In view of the positive development of demand and the commissioning of new capacities, HeidelbergCement anticipates an increase in the overall sales volumes of the core products cement, aggregates, and ready-mixed concrete.

HeidelbergCement expects that the cost base for energy will slightly to moderately increase in 2015 on account of the forecast growth in sales volumes, the elimination of subsidies for electricity and fuels in Indonesia, and the weakening of the euro. A moderate rise in the cost of raw materials and personnel is also expected, partly because of the weakening euro. The objective is to offset this by means of suitable measures and to further improve our margins in the cement and aggregates business lines. To this end, HeidelbergCement will continue pursuing its two price initiatives "PERFORM" for the cement business in the USA and Europe as well as "CLIMB Commercial" for the aggregates business. Another area of focus in 2015 will be to not only safeguard but continuously improve the cost savings and efficiency increases in cement and aggregates that were achieved in the past few years. With this in mind, the Group started the "Continuous Improvement Program" (CIP) in 2014, which will also establish a culture of continuous improvement of work processes. Process optimisations are expected to achieve a sustainable improvement in results of at least €120 million by the end of 2017. In addition, the optimisation of logistics activities in connection with the "LEO" programme will be pursued with the aim of reducing costs by €150 million over a period of several years.

For 2015, HeidelbergCement anticipates a significant decrease in financing costs because of the noticeable decline in net debt due to cash flow from operating activities and the sale of the building products business.

On the basis of these assumptions, the Managing Board has set the goal of significantly increasing revenue, operating income, and profit for the financial year in 2015. Additionally, HeidelbergCement should earn its cost of capital in 2015.

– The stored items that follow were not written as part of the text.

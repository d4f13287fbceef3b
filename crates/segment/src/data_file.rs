use std::fs::{File, OpenOptions};
use std::io::{self, BufReader, Read, Take, Write};
use std::path::{Path, PathBuf};
use std::sync::atomic::{AtomicBool, AtomicU64, Ordering};

use byteorder::{ByteOrder, LittleEndian};
use hasher::Hasher;
use tracing::{debug, warn};

use crate::error::SegmentError;
use crate::format::{
    decode_record, encode_record, read_frame, FrameRead, IndexEntry, Record, RecordHeader,
    RecordLocation, RECORD_HEADER_SIZE,
};
use crate::io::read_exact_at;
use crate::naming::{file_path, FileKind};

/// An append-only file of data records.
///
/// Exactly one data file per store is writable at a time. Appends are
/// serialized by the caller; `read_at` and `read_record` may run concurrently
/// with them from any thread because they use positional reads and never
/// look past the published size.
///
/// The published size is only advanced after a record's bytes are fully
/// written, so an offset handed out by [`append`](DataFile::append) is always
/// readable.
pub struct DataFile {
    id: u32,
    kind: FileKind,
    path: PathBuf,
    file: File,
    size: AtomicU64,
    sealed: AtomicBool,
    sync_writes: bool,
}

impl std::fmt::Debug for DataFile {
    fn fmt(&self, f: &mut std::fmt::Formatter<'_>) -> std::fmt::Result {
        f.debug_struct("DataFile")
            .field("id", &self.id)
            .field("kind", &self.kind)
            .field("size", &self.size())
            .field("sealed", &self.is_sealed())
            .finish()
    }
}

impl DataFile {
    /// Creates a new, empty, writable data file `<id>.data` in `dir`.
    ///
    /// # Errors
    ///
    /// Fails if the file already exists or cannot be created.
    pub fn create(dir: &Path, id: u32, sync_writes: bool) -> Result<Self, SegmentError> {
        let path = file_path(dir, id, FileKind::Data);
        let file = OpenOptions::new()
            .read(true)
            .append(true)
            .create_new(true)
            .open(&path)?;
        debug!(file_id = id, path = %path.display(), "data file created");
        Ok(Self {
            id,
            kind: FileKind::Data,
            path,
            file,
            size: AtomicU64::new(0),
            sealed: AtomicBool::new(false),
            sync_writes,
        })
    }

    /// Opens an existing data or compacted file. The result is sealed.
    pub fn open(path: &Path, id: u32, kind: FileKind) -> Result<Self, SegmentError> {
        let file = File::open(path)?;
        let size = file.metadata()?.len();
        Ok(Self {
            id,
            kind,
            path: path.to_path_buf(),
            file,
            size: AtomicU64::new(size),
            sealed: AtomicBool::new(true),
            sync_writes: false,
        })
    }

    #[must_use]
    pub fn id(&self) -> u32 {
        self.id
    }

    #[must_use]
    pub fn kind(&self) -> FileKind {
        self.kind
    }

    #[must_use]
    pub fn path(&self) -> &Path {
        &self.path
    }

    /// Bytes of complete records in the file.
    #[must_use]
    pub fn size(&self) -> u64 {
        self.size.load(Ordering::Acquire)
    }

    #[must_use]
    pub fn is_sealed(&self) -> bool {
        self.sealed.load(Ordering::Acquire)
    }

    /// Appends one record and returns where it landed.
    ///
    /// `buf` is scratch space reused across calls. The caller must hold the
    /// store's append lock.
    ///
    /// # Errors
    ///
    /// [`SegmentError::Sealed`] after [`seal`](DataFile::seal), or I/O errors.
    /// A failed write is truncated away so the next append starts on a frame
    /// boundary.
    pub fn append(
        &self,
        hasher: &Hasher,
        key: &[u8],
        value: &[u8],
        sequence_number: u64,
        buf: &mut Vec<u8>,
    ) -> Result<RecordLocation, SegmentError> {
        if self.is_sealed() {
            return Err(SegmentError::Sealed(self.id));
        }
        encode_record(hasher, key, value, sequence_number, buf)?;

        let offset = self.size();
        let end = offset + buf.len() as u64;
        if end > u64::from(u32::MAX) {
            return Err(SegmentError::RecordTooLarge {
                size: buf.len() as u64,
                limit: u64::from(u32::MAX) - offset,
            });
        }

        if let Err(e) = (&self.file).write_all(buf) {
            if let Err(trunc) = self.file.set_len(offset) {
                warn!(file_id = self.id, error = %trunc, "failed to discard partial record");
            }
            return Err(e.into());
        }
        if self.sync_writes {
            self.file.sync_data()?;
        }
        self.size.store(end, Ordering::Release);

        let record_offset = offset as u32;
        let value_offset = record_offset + (RECORD_HEADER_SIZE + key.len()) as u32;
        Ok(RecordLocation {
            file_id: self.id,
            record_offset,
            record_size: buf.len() as u32,
            value_offset,
            value_size: value.len() as u32,
        })
    }

    /// Fills `buf` from `offset`, refusing to read past the published size.
    pub fn read_at(&self, offset: u64, buf: &mut [u8]) -> Result<(), SegmentError> {
        let truncated = SegmentError::Truncated {
            file_id: self.id,
            offset,
        };
        match offset.checked_add(buf.len() as u64) {
            Some(end) if end <= self.size() => {}
            _ => return Err(truncated),
        }
        match read_exact_at(&self.file, buf, offset) {
            Ok(()) => Ok(()),
            Err(e) if e.kind() == io::ErrorKind::UnexpectedEof => Err(truncated),
            Err(e) => Err(e.into()),
        }
    }

    /// Reads and verifies the `record_size`-byte record at `record_offset`.
    pub fn read_record(&self, record_offset: u32, record_size: u32) -> Result<Record, SegmentError> {
        let mut frame = vec![0u8; record_size as usize];
        self.read_at(u64::from(record_offset), &mut frame)?;
        decode_record(&frame, self.id, u64::from(record_offset))
    }

    /// Sequential scan over every record, in file order.
    ///
    /// The iterator stops after the first error; [`RecordIter::valid_len`]
    /// then tells how many leading bytes held intact records.
    pub fn iter(&self) -> Result<RecordIter, SegmentError> {
        let size = self.size();
        let file = File::open(&self.path)?;
        Ok(RecordIter {
            file_id: self.id,
            reader: BufReader::with_capacity(64 * 1024, file.take(size)),
            limit: size,
            offset: 0,
            buf: Vec::with_capacity(1024),
            done: false,
            damaged: None,
        })
    }

    /// Flushes file contents to disk.
    pub fn sync(&self) -> Result<(), SegmentError> {
        self.file.sync_all()?;
        Ok(())
    }

    /// Makes the file immutable. Idempotent.
    pub fn seal(&self) -> Result<(), SegmentError> {
        if self.sealed.swap(true, Ordering::AcqRel) {
            return Ok(());
        }
        self.file.sync_all()?;
        debug!(file_id = self.id, size = self.size(), "data file sealed");
        Ok(())
    }

    /// Cuts the file back to `valid_len` bytes, dropping a torn tail.
    pub fn repair(&self, valid_len: u64) -> Result<(), SegmentError> {
        let before = self.size();
        if valid_len >= before {
            return Ok(());
        }
        let file = OpenOptions::new().write(true).open(&self.path)?;
        file.set_len(valid_len)?;
        file.sync_all()?;
        self.size.store(valid_len, Ordering::Release);
        warn!(
            file_id = self.id,
            dropped = before - valid_len,
            "truncated torn tail of data file"
        );
        Ok(())
    }
}

/// Sequential reader over the records of one data file.
pub struct RecordIter {
    file_id: u32,
    reader: BufReader<Take<File>>,
    limit: u64,
    offset: u64,
    buf: Vec<u8>,
    done: bool,
    /// Offset of a complete frame whose checksum just failed.
    damaged: Option<u64>,
}

impl RecordIter {
    /// End offset of the last record successfully yielded.
    #[must_use]
    pub fn valid_len(&self) -> u64 {
        self.offset
    }

    /// Steps over the record whose checksum failed on the previous call to
    /// `next` and resumes iteration after it.
    ///
    /// Returns the entry its header describes. The key is taken from the
    /// unverified frame. `None` if the previous item was not a checksum
    /// failure or the header is not self-consistent, in which case the
    /// iterator stays finished.
    pub fn skip_damaged(&mut self) -> Option<IndexEntry> {
        let offset = self.damaged.take()?;
        if offset != self.offset || self.buf.len() < RECORD_HEADER_SIZE {
            return None;
        }
        let header = RecordHeader::decode(&self.buf);
        if header.key_size == 0 || header.record_size() != self.buf.len() as u64 {
            return None;
        }
        let key_end = RECORD_HEADER_SIZE + usize::from(header.key_size);
        let record_size = self.buf.len() as u32;
        self.offset += u64::from(record_size);
        self.done = false;
        Some(IndexEntry {
            key: self.buf[RECORD_HEADER_SIZE..key_end].to_vec(),
            record_size,
            record_offset: offset as u32,
            sequence_number: header.sequence_number,
        })
    }

    fn read_next(&mut self) -> Result<Option<(RecordLocation, Record)>, SegmentError> {
        let offset = self.offset;
        let status = read_frame(
            &mut self.reader,
            &mut self.buf,
            RECORD_HEADER_SIZE,
            self.limit - offset,
            |h| usize::from(h[9]) + LittleEndian::read_u32(&h[10..14]) as usize,
        )?;
        match status {
            FrameRead::Eof => return Ok(None),
            FrameRead::Partial => {
                return Err(SegmentError::Truncated {
                    file_id: self.file_id,
                    offset,
                })
            }
            FrameRead::Complete => {}
        }

        let record = match decode_record(&self.buf, self.file_id, offset) {
            Ok(record) => record,
            Err(e) => {
                if matches!(e, SegmentError::Checksum { .. }) {
                    self.damaged = Some(offset);
                }
                return Err(e);
            }
        };
        if record.key.is_empty() {
            return Err(SegmentError::Corrupt {
                file_id: self.file_id,
                offset,
                reason: "empty key".to_string(),
            });
        }
        let record_size = self.buf.len() as u32;
        let location = RecordLocation {
            file_id: self.file_id,
            record_offset: offset as u32,
            record_size,
            value_offset: offset as u32 + (RECORD_HEADER_SIZE + record.key.len()) as u32,
            value_size: record.value.len() as u32,
        };
        self.offset += u64::from(record_size);
        Ok(Some((location, record)))
    }
}

impl Iterator for RecordIter {
    type Item = Result<(RecordLocation, Record), SegmentError>;

    fn next(&mut self) -> Option<Self::Item> {
        if self.done {
            return None;
        }
        match self.read_next() {
            Ok(Some(item)) => Some(Ok(item)),
            Ok(None) => {
                self.done = true;
                None
            }
            Err(e) => {
                self.done = true;
                Some(Err(e))
            }
        }
    }
}

impl std::iter::FusedIterator for RecordIter {}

"Our strategic points of focus remain unchanged in 2015", explained Dr. Bernd Scheifele. "These are: cost leadership through continuous efficiency improvements, reduction of debt in order to regain our investment grade rating, and targeted investment in cement capacities in growth markets as well as in raw material deposits to strengthen our global market leadership in aggregates. We will continue to exercise strict expenditure discipline in 2015."

HeidelbergCement expects to make investments of around €1.2 billion to upgrade and expand capacities in 2015. New capacities of more than 5 million t are set to be commissioned in 2015, primarily in Indonesia and the countries south of the Sahara. Furthermore, investments are planned for modernisation measures and increasing efficiency, as well as environmental protection, particularly in the USA and Germany.

"We are confident about 2015", continued Dr. Bernd Scheifele. "The outlook for the global economy is positive, but there are still macroeconomic and especially geopolitical risks. We will continue to benefit from the positive development in North America, the United Kingdom, Germany, and Northern Europe. These countries generate almost 50% of our revenue. The considerable drop in the oil price and the weaker euro will provide us with additional tailwind. The results of the first two months in 2015 confirm our outlook. In view of our strong positioning in raw material reserves, our production sites in attractive locations, our outstanding vertical integration, and our excellent product portfolio, we are well-equipped to achieve our goals."